Fox declined to comment.
The hearing committee’s findings and disbarment recommendation are the latest setback for Giuliani, but the panel doesn’t have the final say. Giuliani can challenge the report before the D.C. Bar’s Board on Professional Responsibility, a separate body of lawyers who will decide whether to adopt the committee’s report and recommendations.
If Giuliani loses again before the board, he could take the fight to the District of Columbia Court of Appeals, the city’s equivalent of a state supreme court. His law license in New York has been suspended since 2021.

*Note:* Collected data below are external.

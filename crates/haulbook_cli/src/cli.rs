//! Command-line definition.

use chrono::NaiveDate;
use clap::{Args, Parser, Subcommand};
use haulbook_core::{DriverId, Province, TripId};
use std::path::PathBuf;

#[derive(Debug, Parser)]
#[command(name = "haulbook")]
#[command(version)]
#[command(about = "Drivers, vehicles and trips of a haulage fleet")]
pub struct Cli {
    #[command(subcommand)]
    pub command: Command,

    /// SQLite database file (overrides HAULBOOK_DB_PATH)
    #[arg(long, global = true)]
    pub db: Option<PathBuf>,

    /// Pretty-print JSON output
    #[arg(long, global = true)]
    pub pretty: bool,
}

#[derive(Debug, Subcommand)]
pub enum Command {
    /// List drivers
    Drivers,

    /// List vehicles with their assigned driver
    Vehicles,

    /// List trips, most recent load first
    Trips(TripFilterArgs),

    /// Show a driver with its vehicle and trip history
    DriverDetail { driver_id: DriverId },

    /// Show a trip with its driver and vehicle
    TripDetail { trip_id: TripId },

    /// Register a driver (re-uses an existing one with the same
    /// identification number), optionally with a vehicle
    AddDriver(AddDriverArgs),

    /// Register a trip for a driver
    AddTrip(AddTripArgs),

    /// Delete a driver with its trips and release its vehicle
    RemoveDriver { driver_id: DriverId },

    /// Delete every trip, vehicle and driver
    Wipe {
        /// Confirm the wipe
        #[arg(long)]
        yes: bool,
    },

    /// List the accepted province names
    Provinces,
}

#[derive(Debug, Args, Default)]
pub struct TripFilterArgs {
    #[arg(long)]
    pub driver: Option<DriverId>,

    #[arg(long)]
    pub province: Option<Province>,

    /// Substring of the product label
    #[arg(long)]
    pub product: Option<String>,

    /// Substring of the container number
    #[arg(long)]
    pub container: Option<String>,

    /// First load date (YYYY-MM-DD), inclusive
    #[arg(long)]
    pub from: Option<NaiveDate>,

    /// Last load date (YYYY-MM-DD), inclusive
    #[arg(long)]
    pub to: Option<NaiveDate>,

    #[arg(long)]
    pub min_payment: Option<String>,

    #[arg(long)]
    pub max_payment: Option<String>,

    #[arg(long)]
    pub limit: Option<u32>,

    #[arg(long, default_value_t = 0)]
    pub offset: u32,
}

#[derive(Debug, Args)]
pub struct AddDriverArgs {
    #[arg(long)]
    pub full_name: String,

    #[arg(long)]
    pub identification_number: String,

    #[arg(long)]
    pub phone: String,

    #[arg(long)]
    pub license: Option<String>,

    #[arg(long)]
    pub cuna_plate: Option<String>,

    #[arg(long)]
    pub plancha_plate: Option<String>,

    #[arg(long)]
    pub cuna_circulation: Option<String>,

    #[arg(long)]
    pub plancha_circulation: Option<String>,
}

#[derive(Debug, Args)]
pub struct AddTripArgs {
    #[arg(long)]
    pub driver: DriverId,

    #[arg(long)]
    pub container: Option<String>,

    /// Load date (YYYY-MM-DD)
    #[arg(long)]
    pub date: Option<NaiveDate>,

    /// Load time (HH:MM or HH:MM:SS)
    #[arg(long)]
    pub time: Option<String>,

    /// Amount paid, e.g. 175.50
    #[arg(long)]
    pub payment: Option<String>,

    #[arg(long)]
    pub province: Option<Province>,

    #[arg(long)]
    pub product: Option<String>,
}
//! Trip repository contracts and SQLite implementation.
//!
//! # Responsibility
//! - Provide CRUD over `trips` and per-driver trip history.
//! - Provide filtered listing with fixed SQL fragments and bound values.
//!
//! # Invariants
//! - Per-driver history is ordered `load_date DESC, load_time DESC,
//!   trip_id DESC`; trips without a date sort last.
//! - A `driver_id` that matches no driver is a validation error.
//! - Stored provinces outside the known list are reported as invalid data.

use super::ensure_table_ready;
use super::error::map_write_error;
use super::statement::{nullable_date, nullable_text, text, Column, ColumnValues};
use super::{RepoError, RepoResult};
use crate::db::{QueryExecutor, Record};
use crate::model::driver::DriverId;
use crate::model::province::Province;
use crate::model::trip::{normalize_load_time, validate_payment, NewTrip, Trip, TripId, TripPatch};
use crate::model::validation::ValidationError;
use chrono::NaiveDate;
use rusqlite::types::Value;
use rusqlite::Connection;

const TRIPS_TABLE: &str = "trips";
const TRIP_COLUMNS_SQL: &str = "trip_id, driver_id, container_number, load_date, load_time, \
     trip_payment, province, product";
const TRIP_HISTORY_ORDER_SQL: &str = " ORDER BY load_date DESC, load_time DESC, trip_id DESC";

/// Caller-settable trip columns. `trip_id` is deliberately absent.
#[derive(Debug, Clone, Copy, PartialEq, Eq)]
pub enum TripColumn {
    DriverId,
    ContainerNumber,
    LoadDate,
    LoadTime,
    TripPayment,
    Province,
    Product,
}

impl TripColumn {
    pub const UPDATABLE: [Self; 7] = [
        Self::DriverId,
        Self::ContainerNumber,
        Self::LoadDate,
        Self::LoadTime,
        Self::TripPayment,
        Self::Province,
        Self::Product,
    ];
}

impl Column for TripColumn {
    fn name(self) -> &'static str {
        match self {
            Self::DriverId => "driver_id",
            Self::ContainerNumber => "container_number",
            Self::LoadDate => "load_date",
            Self::LoadTime => "load_time",
            Self::TripPayment => "trip_payment",
            Self::Province => "province",
            Self::Product => "product",
        }
    }
}

/// Filter options for trip listing. Every field is optional and combined
/// with `AND`.
#[derive(Debug, Clone, Default, PartialEq, Eq)]
pub struct TripListQuery {
    pub driver_id: Option<DriverId>,
    pub province: Option<Province>,
    /// Case-insensitive substring match.
    pub product: Option<String>,
    /// Case-insensitive substring match.
    pub container_number: Option<String>,
    /// Inclusive lower bound.
    pub load_date_from: Option<NaiveDate>,
    /// Inclusive upper bound.
    pub load_date_to: Option<NaiveDate>,
    /// Decimal text, inclusive.
    pub payment_min: Option<String>,
    /// Decimal text, inclusive.
    pub payment_max: Option<String>,
    pub limit: Option<u32>,
    pub offset: u32,
}

/// Repository interface for trip operations.
pub trait TripRepository {
    /// Lists every trip ordered by identity.
    fn list(&self) -> RepoResult<Vec<Trip>>;
    fn get_by_id(&self, id: TripId) -> RepoResult<Option<Trip>>;
    /// Lists one driver's trips, most recent load first.
    fn list_by_driver(&self, driver_id: DriverId) -> RepoResult<Vec<Trip>>;
    /// Lists trips matching `query`, most recent load first.
    fn list_filtered(&self, query: &TripListQuery) -> RepoResult<Vec<Trip>>;
    fn create(&self, trip: &NewTrip) -> RepoResult<Trip>;
    fn update(&self, id: TripId, patch: &TripPatch) -> RepoResult<Trip>;
    fn delete(&self, id: TripId) -> RepoResult<()>;
    /// Deletes one driver's trips and returns the removed row count.
    fn delete_by_driver(&self, driver_id: DriverId) -> RepoResult<usize>;
    fn delete_all(&self) -> RepoResult<usize>;
}

/// SQLite-backed trip repository.
pub struct SqliteTripRepository<'conn> {
    executor: QueryExecutor<'conn>,
}

impl<'conn> SqliteTripRepository<'conn> {
    /// Constructs a repository from a migrated connection.
    pub fn try_new(conn: &'conn Connection) -> RepoResult<Self> {
        ensure_table_ready(conn, TRIPS_TABLE)?;
        Ok(Self {
            executor: QueryExecutor::new(conn),
        })
    }

    fn query_many(&self, sql: &str, params: &[Value]) -> RepoResult<Vec<Trip>> {
        self.executor
            .execute(sql, params)?
            .iter()
            .map(parse_trip_record)
            .collect()
    }
}

impl TripRepository for SqliteTripRepository<'_> {
    fn list(&self) -> RepoResult<Vec<Trip>> {
        let sql = format!("SELECT {TRIP_COLUMNS_SQL} FROM trips ORDER BY trip_id ASC;");
        self.query_many(&sql, &[])
    }

    fn get_by_id(&self, id: TripId) -> RepoResult<Option<Trip>> {
        let sql = format!("SELECT {TRIP_COLUMNS_SQL} FROM trips WHERE trip_id = ?1;");
        let records = self.executor.execute(&sql, &[Value::Integer(id)])?;
        records.first().map(parse_trip_record).transpose()
    }

    fn list_by_driver(&self, driver_id: DriverId) -> RepoResult<Vec<Trip>> {
        let sql = format!(
            "SELECT {TRIP_COLUMNS_SQL} FROM trips WHERE driver_id = ?1{TRIP_HISTORY_ORDER_SQL};"
        );
        self.query_many(&sql, &[Value::Integer(driver_id)])
    }

    fn list_filtered(&self, query: &TripListQuery) -> RepoResult<Vec<Trip>> {
        for bound in [query.payment_min.as_deref(), query.payment_max.as_deref()]
            .into_iter()
            .flatten()
        {
            validate_payment(bound)?;
        }

        let mut sql = format!("SELECT {TRIP_COLUMNS_SQL} FROM trips WHERE 1 = 1");
        let mut bind_values: Vec<Value> = Vec::new();

        if let Some(driver_id) = query.driver_id {
            sql.push_str(" AND driver_id = ?");
            bind_values.push(Value::Integer(driver_id));
        }
        if let Some(province) = query.province {
            sql.push_str(" AND province = ?");
            bind_values.push(text(province.as_str()));
        }
        if let Some(product) = query.product.as_deref() {
            sql.push_str(" AND instr(lower(product), lower(?)) > 0");
            bind_values.push(text(product));
        }
        if let Some(container) = query.container_number.as_deref() {
            sql.push_str(" AND instr(lower(container_number), lower(?)) > 0");
            bind_values.push(text(container));
        }
        if let Some(from) = query.load_date_from {
            sql.push_str(" AND load_date >= ?");
            bind_values.push(nullable_date(Some(from)));
        }
        if let Some(to) = query.load_date_to {
            sql.push_str(" AND load_date <= ?");
            bind_values.push(nullable_date(Some(to)));
        }
        if let Some(min) = query.payment_min.as_deref() {
            sql.push_str(" AND CAST(trip_payment AS REAL) >= CAST(? AS REAL)");
            bind_values.push(text(min));
        }
        if let Some(max) = query.payment_max.as_deref() {
            sql.push_str(" AND CAST(trip_payment AS REAL) <= CAST(? AS REAL)");
            bind_values.push(text(max));
        }

        sql.push_str(TRIP_HISTORY_ORDER_SQL);

        if let Some(limit) = query.limit {
            sql.push_str(" LIMIT ?");
            bind_values.push(Value::Integer(i64::from(limit)));
            if query.offset > 0 {
                sql.push_str(" OFFSET ?");
                bind_values.push(Value::Integer(i64::from(query.offset)));
            }
        } else if query.offset > 0 {
            sql.push_str(" LIMIT -1 OFFSET ?");
            bind_values.push(Value::Integer(i64::from(query.offset)));
        }

        self.query_many(&sql, &bind_values)
    }

    fn create(&self, trip: &NewTrip) -> RepoResult<Trip> {
        trip.validate()?;

        let mut values = ColumnValues::new();
        values.set(TripColumn::DriverId, Value::Integer(trip.driver_id));
        if let Some(container) = trip.container_number.as_deref() {
            values.set(TripColumn::ContainerNumber, text(container));
        }
        if let Some(date) = trip.load_date {
            values.set(TripColumn::LoadDate, nullable_date(Some(date)));
        }
        if let Some(time) = trip.load_time.as_deref() {
            values.set(TripColumn::LoadTime, text(&normalize_load_time(time)?));
        }
        if let Some(payment) = trip.trip_payment.as_deref() {
            values.set(TripColumn::TripPayment, text(payment));
        }
        if let Some(province) = trip.province {
            values.set(TripColumn::Province, text(province.as_str()));
        }
        if let Some(product) = trip.product.as_deref() {
            values.set(TripColumn::Product, text(product));
        }

        let sql = values.insert_sql(TRIPS_TABLE, TRIP_COLUMNS_SQL);
        let records = self
            .executor
            .execute(&sql, &values.into_params())
            .map_err(|err| map_write_error(err, Some(trip.driver_id)))?;
        let record = records
            .first()
            .ok_or_else(|| RepoError::InvalidData("trip insert returned no row".to_string()))?;
        parse_trip_record(record)
    }

    fn update(&self, id: TripId, patch: &TripPatch) -> RepoResult<Trip> {
        if patch.is_empty() {
            return Err(RepoError::NoFields("trip"));
        }
        patch.validate()?;
        let values = patch_values(patch)?;

        let sql = values.update_sql(TRIPS_TABLE, "trip_id", TRIP_COLUMNS_SQL);
        let mut params = values.into_params();
        params.push(Value::Integer(id));

        let records = self
            .executor
            .execute(&sql, &params)
            .map_err(|err| map_write_error(err, patch.driver_id))?;
        match records.first() {
            Some(record) => parse_trip_record(record),
            None => Err(RepoError::NotFound { entity: "trip", id }),
        }
    }

    fn delete(&self, id: TripId) -> RepoResult<()> {
        self.executor
            .execute_count("DELETE FROM trips WHERE trip_id = ?1;", &[Value::Integer(id)])?;
        Ok(())
    }

    fn delete_by_driver(&self, driver_id: DriverId) -> RepoResult<usize> {
        Ok(self.executor.execute_count(
            "DELETE FROM trips WHERE driver_id = ?1;",
            &[Value::Integer(driver_id)],
        )?)
    }

    fn delete_all(&self) -> RepoResult<usize> {
        Ok(self.executor.execute_count("DELETE FROM trips;", &[])?)
    }
}

fn patch_values(patch: &TripPatch) -> Result<ColumnValues<TripColumn>, ValidationError> {
    let mut values = ColumnValues::new();
    for column in TripColumn::UPDATABLE {
        let value = match column {
            TripColumn::DriverId => patch.driver_id.map(Value::Integer),
            TripColumn::ContainerNumber => patch
                .container_number
                .as_ref()
                .map(|value| nullable_text(value.as_deref())),
            TripColumn::LoadDate => patch.load_date.map(nullable_date),
            TripColumn::LoadTime => match patch.load_time.as_ref() {
                Some(Some(time)) => Some(text(&normalize_load_time(time)?)),
                Some(None) => Some(Value::Null),
                None => None,
            },
            TripColumn::TripPayment => patch
                .trip_payment
                .as_ref()
                .map(|value| nullable_text(value.as_deref())),
            TripColumn::Province => patch
                .province
                .map(|value| nullable_text(value.map(Province::as_str))),
            TripColumn::Product => patch
                .product
                .as_ref()
                .map(|value| nullable_text(value.as_deref())),
        };
        if let Some(value) = value {
            values.set(column, value);
        }
    }
    Ok(values)
}

fn parse_trip_record(record: &Record) -> RepoResult<Trip> {
    let trip_id: TripId = record.get("trip_id")?;
    let province = match record.get::<Option<String>>("province")? {
        Some(name) => Some(name.parse::<Province>().map_err(|_| {
            RepoError::InvalidData(format!(
                "invalid province `{name}` in trips.province for trip_id={trip_id}"
            ))
        })?),
        None => None,
    };

    Ok(Trip {
        trip_id,
        driver_id: record.get("driver_id")?,
        container_number: record.get("container_number")?,
        load_date: record.get("load_date")?,
        load_time: record.get("load_time")?,
        trip_payment: record.get("trip_payment")?,
        province,
        product: record.get("product")?,
    })
}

Giuliani oversaw Trump’s litigation strategy in battleground states following the 2020 election. Working with local attorneys, he filed a lawsuit on behalf of Trump’s campaign in federal court in Pennsylvania arguing the state’s election process was unconstitutional. They urged a judge to toss out a significant number of ballots or to order a new election.
The district court judge dismissed the case and a federal appeals court upheld that ruling.
In response to the ethics complaint in Washington, Giuliani and his lawyers defended his pursuit of the 2020 fight. He testified before the D.C. Bar hearing committee that he vetted tips coming into the campaign claiming suspicious activity in Pennsylvania. His lawyers argued that he had reasonable grounds to challenge how the state handled allowing Republican observers to watch ballot counting and county-by-county differences dealing with defective mail-in ballots.
The disciplinary counsel’s office countered that the lawsuit featured information about election practices in Pennsylvania that wasn’t relevant to the campaign’s claims, failed to show how limits on observers undermined voting rights, and had no fact-based grounds to contend that different procedures across counties should disqualify potentially hundreds of thousands of votes across the state.
The hearing committee had made a tentative recommendation of disbarment after hearing testimony and arguments late last year. Friday’s report makes that finding official.
The committee members wrote that the disciplinary counsel’s office had proved that Giuliani based the Pennsylvania litigation “only on speculation, mistrust, and suspicion” and that his “utter disregard for facts denigrates the legal profession.” They noted Giuliani’s record of public service as the mayor of New York City and at the Justice Department but found that the “misconduct here sadly transcends all his past accomplishments.”
“His frivolous claims impacted not only the court and parties involved but threatened irreparable harm to the entire nation,” the panel wrote.